RISE music group from South Riverdale CHC performing at Shift the Conversation: Community Health and Wellbeing conference. The group is an example of how AOHC members build belonging to promote health and wellbeing.
By Kate Mulligan, Director of Policy and Communications
The priorities of our society are written on our bodies. Our health status – as individuals and across populations and groups – tells important stories about our living conditions. Sometimes, these are stories we don’t have the words to express. Sometimes, our bodies are telling us that we are lonely, or excluded, or marginalized, or forgotten. More than quitting smoking or losing weight, it is a sense of belonging – of social inclusion, warm connections, and friendship – that make the difference in how long and how well we will live. That’s the message from Susan Pinker, a developmental psychologist, researcher, author, and Wall Street Journal columnist who addressed the AOHC’s recent annual conference.

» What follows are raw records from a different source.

use super::{resolve_url, Extractor, ParsingContext};
use crate::model::Recipe;
use crate::normalize::{
    collapse_whitespace, derive_additional_time, map_first_category, parse_ingredient_text,
    parse_servings, parse_time,
};
use html_escape::decode_html_entities;
use log::{debug, info};
use regex::Regex;
use scraper::Selector;
use serde::Deserialize;
use serde_json::Value;
use std::sync::LazyLock;

pub struct JsonLdExtractor;

/// Finds the first Schema.org `Recipe` in the page's JSON-LD blocks.
///
/// `source_url` becomes the recipe's `sourceUrl` whenever the structured data
/// carries no `url` of its own.
pub fn parse_json_ld(html: &str, source_url: &str) -> Option<Recipe> {
    JsonLdExtractor.parse(&ParsingContext::new(source_url, html))
}

#[derive(Debug, Default, Deserialize)]
#[serde(default)]
struct JsonLdRecipe {
    name: Option<TextValue>,
    description: Option<TextValue>,
    url: Option<TextValue>,
    image: Option<ImageType>,
    #[serde(rename = "recipeCategory")]
    recipe_category: Option<OneOrMany>,
    #[serde(rename = "recipeCuisine")]
    recipe_cuisine: Option<OneOrMany>,
    #[serde(rename = "prepTime")]
    prep_time: Option<TextValue>,
    #[serde(rename = "cookTime")]
    cook_time: Option<TextValue>,
    #[serde(rename = "totalTime")]
    total_time: Option<TextValue>,
    #[serde(rename = "recipeYield")]
    recipe_yield: Option<RecipeYield>,
    #[serde(rename = "recipeIngredient")]
    recipe_ingredient: Option<RecipeIngredients>,
    #[serde(rename = "recipeInstructions")]
    recipe_instructions: Option<InstructionNode>,
    keywords: Option<OneOrMany>,
}

#[derive(Debug, Deserialize)]
struct TextObject {
    #[serde(alias = "@value")]
    text: String,
}

#[derive(Debug, Deserialize)]
#[serde(untagged)]
enum TextValue {
    String(String),
    Number(f64),
    Object(TextObject),
    Other(Value),
}

impl TextValue {
    fn into_text(self) -> Option<String> {
        match self {
            TextValue::String(s) => Some(s),
            TextValue::Number(n) => Some(n.to_string()),
            TextValue::Object(obj) => Some(obj.text),
            TextValue::Other(_) => None,
        }
    }

    /// Durations are only read from text; a bare number carries no unit.
    fn into_duration_text(self) -> Option<String> {
        match self {
            TextValue::Number(_) => None,
            value => value.into_text(),
        }
    }
}

#[derive(Debug, Deserialize)]
#[serde(untagged)]
enum OneOrMany {
    String(String),
    Multiple(Vec<String>),
    Other(Value),
}

impl OneOrMany {
    fn into_vec(self) -> Vec<String> {
        match self {
            OneOrMany::String(s) => vec![s],
            OneOrMany::Multiple(v) => v,
            OneOrMany::Other(_) => Vec::new(),
        }
    }
}

#[derive(Debug, Deserialize)]
struct ImageObject {
    url: Option<String>,
    #[serde(rename = "@id")]
    id: Option<String>,
}

#[derive(Debug, Deserialize)]
#[serde(untagged)]
enum ImageType {
    String(String),
    Object(ImageObject),
    // potentially a mix of strings and objects
    Multiple(Vec<ImageType>),
    Other(Value),
}

impl ImageType {
    fn first_url(self) -> Option<String> {
        let url = match self {
            ImageType::String(s) => Some(s),
            ImageType::Object(obj) => obj.url.or(obj.id),
            ImageType::Multiple(images) => images.into_iter().find_map(ImageType::first_url),
            ImageType::Other(_) => None,
        };
        url.filter(|url| !url.trim().is_empty())
    }
}

#[derive(Debug, Deserialize)]
#[serde(untagged)]
enum RecipeYield {
    String(String),
    Number(f64),
    Multiple(Vec<RecipeYield>),
    Other(Value),
}

impl RecipeYield {
    fn servings(&self) -> u32 {
        match self {
            RecipeYield::String(s) => parse_servings(s),
            RecipeYield::Number(n) if *n >= 0.0 => *n as u32,
            RecipeYield::Multiple(values) => values
                .iter()
                .map(RecipeYield::servings)
                .find(|servings| *servings > 0)
                .unwrap_or(0),
            _ => 0,
        }
    }
}

#[derive(Debug, Deserialize)]
struct IngredientObject {
    name: String,
    amount: Option<TextValue>,
}

#[derive(Debug, Deserialize)]
#[serde(untagged)]
enum IngredientEntry {
    Line(String),
    Object(IngredientObject),
    Other(Value),
}

#[derive(Debug, Deserialize)]
#[serde(untagged)]
enum RecipeIngredients {
    Multiple(Vec<IngredientEntry>),
    Single(String),
    Other(Value),
}

impl RecipeIngredients {
    fn into_lines(self) -> Vec<String> {
        let entries = match self {
            RecipeIngredients::Multiple(entries) => entries,
            RecipeIngredients::Single(line) => vec![IngredientEntry::Line(line)],
            RecipeIngredients::Other(_) => Vec::new(),
        };

        entries
            .into_iter()
            .filter_map(|entry| match entry {
                IngredientEntry::Line(line) => Some(line),
                IngredientEntry::Object(obj) => {
                    let amount = obj.amount.and_then(TextValue::into_text).unwrap_or_default();
                    Some(format!("{} {}", amount.trim(), obj.name))
                }
                IngredientEntry::Other(_) => None,
            })
            .map(|line| clean_text(&line))
            .filter(|line| !line.is_empty())
            .collect()
    }
}

#[derive(Debug, Deserialize)]
struct HowToSection {
    #[serde(rename = "itemListElement")]
    item_list_element: Box<InstructionNode>,
}

#[derive(Debug, Deserialize)]
struct HowToStep {
    text: Option<String>,
    name: Option<String>,
    description: Option<String>,
}

/// `recipeInstructions` as sites actually publish it: a string, a list of
/// strings, `HowToStep` objects, or `HowToSection`s nesting any of these.
#[derive(Debug, Deserialize)]
#[serde(untagged)]
enum InstructionNode {
    Text(String),
    // Must precede Step: a step object matches any map
    Section(HowToSection),
    Step(HowToStep),
    List(Vec<InstructionNode>),
    Other(Value),
}

impl InstructionNode {
    fn collect_steps(self, steps: &mut Vec<String>) {
        match self {
            InstructionNode::Text(text) => steps.extend(split_steps(&text)),
            InstructionNode::Section(section) => section.item_list_element.collect_steps(steps),
            InstructionNode::Step(step) => {
                // Prefer text over name
                if let Some(text) = step.text.or(step.name).or(step.description) {
                    steps.extend(split_steps(&text));
                }
            }
            InstructionNode::List(nodes) => {
                for node in nodes {
                    node.collect_steps(steps);
                }
            }
            InstructionNode::Other(_) => {}
        }
    }
}

static BLOCK_TAG_RE: LazyLock<Regex> =
    LazyLock::new(|| Regex::new(r"(?i)<\s*(?:br\s*/?|/p|/li|/div)\s*>").unwrap());

static TAG_RE: LazyLock<Regex> = LazyLock::new(|| Regex::new(r"<[^>]*>").unwrap());

static TRAILING_COMMA_RE: LazyLock<Regex> =
    LazyLock::new(|| Regex::new(r",\s*([\]}])").unwrap());

fn decode_html_symbols(text: &str) -> String {
    // for some reason need to decode twice to get the correct string
    decode_html_entities(&decode_html_entities(text)).into_owned()
}

/// Decoded, tag-free, single-line text.
fn clean_text(text: &str) -> String {
    let decoded = decode_html_symbols(text);
    collapse_whitespace(&TAG_RE.replace_all(&decoded, " "))
}

/// One step per line of a plain-text instruction block.
fn split_steps(text: &str) -> Vec<String> {
    let decoded = decode_html_symbols(text);
    let with_breaks = BLOCK_TAG_RE.replace_all(&decoded, "\n");
    let stripped = TAG_RE.replace_all(&with_breaks, " ");
    stripped
        .lines()
        .map(collapse_whitespace)
        .filter(|line| !line.is_empty())
        .collect()
}

fn is_recipe_type(value: &Value) -> bool {
    match value.get("@type") {
        Some(Value::String(type_str)) => type_str.eq_ignore_ascii_case("recipe"),
        Some(Value::Array(types)) => types
            .iter()
            .filter_map(Value::as_str)
            .any(|t| t.eq_ignore_ascii_case("recipe")),
        _ => false,
    }
}

/// First recipe node: `@graph` members, then top-level array members, then
/// the document itself.
fn find_recipe(value: &Value) -> Option<&Value> {
    if let Some(found) = value
        .get("@graph")
        .and_then(Value::as_array)
        .and_then(|graph| graph.iter().find_map(find_recipe))
    {
        return Some(found);
    }

    if let Some(items) = value.as_array() {
        return items.iter().find_map(find_recipe);
    }

    is_recipe_type(value).then_some(value)
}

/// Blocks that fail to parse get one retry after light cleanup.
fn parse_script(raw: &str) -> Result<Value, serde_json::Error> {
    serde_json::from_str::<Value>(raw.trim()).or_else(|_| serde_json::from_str(&sanitize_json(raw)))
}

fn sanitize_json(json_str: &str) -> String {
    let without_wrappers = json_str
        .replace("<![CDATA[", "")
        .replace("]]>", "")
        .replace("<!--", "")
        .replace("-->", "");

    // Raw control characters are invalid inside JSON strings
    let without_controls: String = without_wrappers
        .chars()
        .map(|c| if c.is_control() { ' ' } else { c })
        .collect();

    TRAILING_COMMA_RE
        .replace_all(without_controls.trim(), "$1")
        .into_owned()
}

impl JsonLdExtractor {
    fn convert_to_recipe(&self, json_ld_recipe: JsonLdRecipe, url: &str) -> Recipe {
        let time = |value: Option<TextValue>| {
            let text = value.and_then(TextValue::into_duration_text);
            (text.is_some(), parse_time(text.as_deref()))
        };
        let (_, prep_time) = time(json_ld_recipe.prep_time);
        let (_, cook_time) = time(json_ld_recipe.cook_time);
        let (has_total, total_time) = time(json_ld_recipe.total_time);
        let additional_time = if has_total {
            derive_additional_time(total_time, prep_time, cook_time)
        } else {
            0
        };

        // Cuisine stands in when the page declares no category
        let categories = json_ld_recipe
            .recipe_category
            .map(OneOrMany::into_vec)
            .filter(|v| !v.is_empty())
            .or_else(|| json_ld_recipe.recipe_cuisine.map(OneOrMany::into_vec))
            .unwrap_or_default()
            .into_iter()
            .map(|c| clean_text(&c))
            .collect::<Vec<_>>();

        let source_url = json_ld_recipe
            .url
            .and_then(TextValue::into_text)
            .map(|own| resolve_url(url, &own))
            .filter(|own| !own.is_empty())
            .unwrap_or_else(|| url.to_string());

        let image_url = json_ld_recipe
            .image
            .and_then(ImageType::first_url)
            .map(|img| resolve_url(url, &decode_html_symbols(&img)))
            .unwrap_or_default();

        let ingredients = json_ld_recipe
            .recipe_ingredient
            .map(RecipeIngredients::into_lines)
            .unwrap_or_default()
            .iter()
            .map(|line| parse_ingredient_text(line))
            .filter(|ingredient| ingredient.is_valid())
            .collect();

        let mut instructions = Vec::new();
        if let Some(node) = json_ld_recipe.recipe_instructions {
            node.collect_steps(&mut instructions);
        }

        let keywords = match json_ld_recipe.keywords {
            Some(OneOrMany::String(keywords)) => {
                keywords.split(',').map(String::from).collect()
            }
            Some(other) => other.into_vec(),
            None => Vec::new(),
        };
        let tags = keywords
            .iter()
            .map(|keyword| clean_text(keyword))
            .filter(|tag| !tag.is_empty())
            .collect();

        Recipe {
            title: json_ld_recipe
                .name
                .and_then(TextValue::into_text)
                .map(|name| clean_text(&name))
                .unwrap_or_default(),
            description: json_ld_recipe
                .description
                .and_then(TextValue::into_text)
                .map(|desc| clean_text(&desc))
                .unwrap_or_default(),
            category: map_first_category(&categories[..]),
            prep_time,
            cook_time,
            additional_time,
            servings: json_ld_recipe
                .recipe_yield
                .map(|y| y.servings())
                .unwrap_or(0),
            image_url,
            source_url,
            ingredients,
            instructions,
            tags,
        }
    }
}

impl Extractor for JsonLdExtractor {
    fn name(&self) -> &'static str {
        "json_ld"
    }

    fn parse(&self, context: &ParsingContext) -> Option<Recipe> {
        debug!("JsonLdExtractor: Starting parse for URL: {}", context.url);
        let selector = Selector::parse("script[type='application/ld+json']").ok()?;

        let recipe = context
            .document
            .select(&selector)
            .enumerate()
            .filter_map(|(index, script)| {
                let raw_json = script.text().collect::<String>();
                match parse_script(&raw_json) {
                    Ok(json_ld) => Some(json_ld),
                    Err(e) => {
                        debug!("JsonLdExtractor: Skipping malformed block {}: {}", index, e);
                        None
                    }
                }
            })
            .find_map(|json_ld| {
                let node = find_recipe(&json_ld)?;
                match JsonLdRecipe::deserialize(node) {
                    Ok(recipe) => Some(self.convert_to_recipe(recipe, &context.url)),
                    Err(e) => {
                        debug!("JsonLdExtractor: Recipe node did not deserialize: {}", e);
                        None
                    }
                }
            });

        match &recipe {
            Some(found) => info!("JsonLdExtractor: Found recipe '{}'", found.title),
            None => debug!("JsonLdExtractor: No valid recipe found in any JSON-LD script"),
        }
        recipe
    }
}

At the conference, I learned first-hand how AOHC member centres fill the role of what Pinker calls “third spaces” – places in the world that anchor us to our communities and create the sense of belonging that is, for humans, a biological imperative. Throughout the conference, and during the pre-conference Belonging Summit, I saw the emotional labour of staff members on display – the caregiving and place-making that it takes to create the spaces of belonging so critical to promoting good health. I heard leadership, empathy, courage, vision and persistence. During breakout sessions and hallway chats, and over thoughtful questions and poster presentations, I was impressed by the transformative leadership in comprehensive primary health care presented in so many creative ways by AOHC members’ staff. I thought of the words of retiring AOHC communications director Mary MacNutt, who saw the conference as the work of “reflecting AOHC members’ work back to the people who make it happen.”
I saw your leadership in reminding political leaders and ourselves to make space for important conversations, such as on anti-Black racism and health. I heard of the lifelong commitments to Indigenous health and the work of reconciliation with Indigenous peoples. I saw the work to foster Health Links for the people most in need of belonging and care. I felt the emotional dedication to a peer leader in harm reduction for addictions and mental health. And I felt that sense of belonging and recognition that many delegates feel year after year – drawn in by community health champions who went out of the way to make sure I felt welcome at my first-ever AOHC conference.

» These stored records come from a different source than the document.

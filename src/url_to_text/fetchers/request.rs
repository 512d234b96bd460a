use log::{debug, info};
use reqwest::Client;
use std::time::Duration;
use url::Url;

use crate::error::ImportError;

const DEFAULT_USER_AGENT: &str = "Mozilla/5.0 (compatible; RecipeImporter/1.0)";

/// Checks that `raw` is an absolute http(s) URL. No network access.
pub fn validate_url(raw: &str) -> Result<Url, ImportError> {
    let trimmed = raw.trim();
    if trimmed.is_empty() {
        return Err(ImportError::InvalidUrl("URL is empty".to_string()));
    }

    let url =
        Url::parse(trimmed).map_err(|e| ImportError::InvalidUrl(format!("{trimmed}: {e}")))?;

    match url.scheme() {
        "http" | "https" if url.host_str().is_some() => Ok(url),
        "http" | "https" => Err(ImportError::InvalidUrl(format!("{trimmed}: missing host"))),
        scheme => Err(ImportError::InvalidUrl(format!(
            "{trimmed}: unsupported scheme '{scheme}'"
        ))),
    }
}

/// Single-attempt page fetcher with a bounded timeout.
pub struct RequestFetcher {
    client: Client,
    timeout: Duration,
}

impl RequestFetcher {
    pub fn new(timeout: Option<Duration>, user_agent: Option<&str>) -> Result<Self, ImportError> {
        let timeout = timeout.unwrap_or(Duration::from_secs(10));
        let client = Client::builder()
            .timeout(timeout)
            .user_agent(user_agent.unwrap_or(DEFAULT_USER_AGENT))
            .build()?;

        Ok(Self { client, timeout })
    }

    /// Fetches the page body. Timeouts, connection failures and non-2xx
    /// statuses surface as distinct errors; nothing is retried.
    pub async fn fetch(&self, url: &Url) -> Result<String, ImportError> {
        debug!("Fetching {} (timeout {:?})", url, self.timeout);

        let response = self
            .client
            .get(url.clone())
            .send()
            .await
            .map_err(|e| self.classify(url, e))?;

        let status = response.status();
        if !status.is_success() {
            return Err(ImportError::HttpStatus {
                url: url.to_string(),
                status: status.as_u16(),
            });
        }

        let html = response.text().await.map_err(|e| self.classify(url, e))?;
        info!("Fetched {} bytes from {}", html.len(), url);
        Ok(html)
    }

    fn classify(&self, url: &Url, error: reqwest::Error) -> ImportError {
        if error.is_timeout() {
            ImportError::Timeout {
                url: url.to_string(),
                timeout: self.timeout,
            }
        } else if error.is_connect() {
            ImportError::Unreachable {
                url: url.to_string(),
                source: error,
            }
        } else {
            ImportError::FetchError(error)
        }
    }
}

#[cfg(test)]
mod tests {
    use super::*;

    #[test]
    fn test_validate_url_accepts_http_and_https() {
        assert!(validate_url("https://example.com/recipe").is_ok());
        assert!(validate_url("  http://example.com ").is_ok());
    }

    #[test]
    fn test_validate_url_rejects_bad_input() {
        for raw in ["", "not a url", "ftp://example.com/r", "file:///etc/passwd", "example.com/r"] {
            let err = validate_url(raw).unwrap_err();
            assert!(err.is_client_error(), "{raw} should be a client error");
        }
    }

    #[tokio::test]
    async fn test_fetch_reports_http_status() {
        let mut server = mockito::Server::new_async().await;
        let _m = server
            .mock("GET", "/missing")
            .with_status(404)
            .create_async()
            .await;

        let fetcher = RequestFetcher::new(None, None).unwrap();
        let url = validate_url(&format!("{}/missing", server.url())).unwrap();
        let err = fetcher.fetch(&url).await.unwrap_err();

        assert!(matches!(err, ImportError::HttpStatus { status: 404, .. }));
    }

    #[tokio::test]
    async fn test_fetch_returns_body() {
        let mut server = mockito::Server::new_async().await;
        let _m = server
            .mock("GET", "/page")
            .with_status(200)
            .with_body("<html><body>hello</body></html>")
            .create_async()
            .await;

        let fetcher = RequestFetcher::new(Some(Duration::from_secs(5)), None).unwrap();
        let url = validate_url(&format!("{}/page", server.url())).unwrap();
        let body = fetcher.fetch(&url).await.unwrap();

        assert!(body.contains("hello"));
    }
}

As a health geographer, I see human health as a literal embodiment of our lived environments – the ongoing conversation between our material and social worlds. As AOHC’s new director of policy and communications, I’m interested in shifting that conversation – in sharing members’ health stories with the people who need to hear them, in seeing ourselves and our communities represented equitably in our social and political worlds, and in shaping our environments through the hard work of advocacy, political analysis and policy change.
At the conference, I saw how our members work hard to “Shift the Conversation” every day. Their stories are often the ones you don't hear represented in the media. But they are critical to the most important issues of our times – health equity and community wellbeing.
Over the past several years, we’ve succeeded at shifting conversations around health equity and health promotion, and putting those items on the government’s agenda. Health equity and health promotion are specifically mentioned in the LHIN mandate letters and Patients First legislation. It’s in the news and on the radar for the next election, with commitments already made on pharmacare by the Liberals and NDP – the first campaign promises on equity out of the gate. Soon, we’ll be shifting the conversation a little further by putting health equity not just on the table but at the centre: of the work we do, of public conversations about Ontario’s future, of policies for primary health care, and the work of building healthier communities.
Individually, we are not tireless. As Desmond Cole pointed out in his acceptance speech for the Media Award at the AOHC conference, our work can take a toll on our bodies, our relationships, and our health. But together we are relentless in our work for health equity and community wellbeing.
We have so many stories to tell. To make real change, we must tell them now. What’s yours?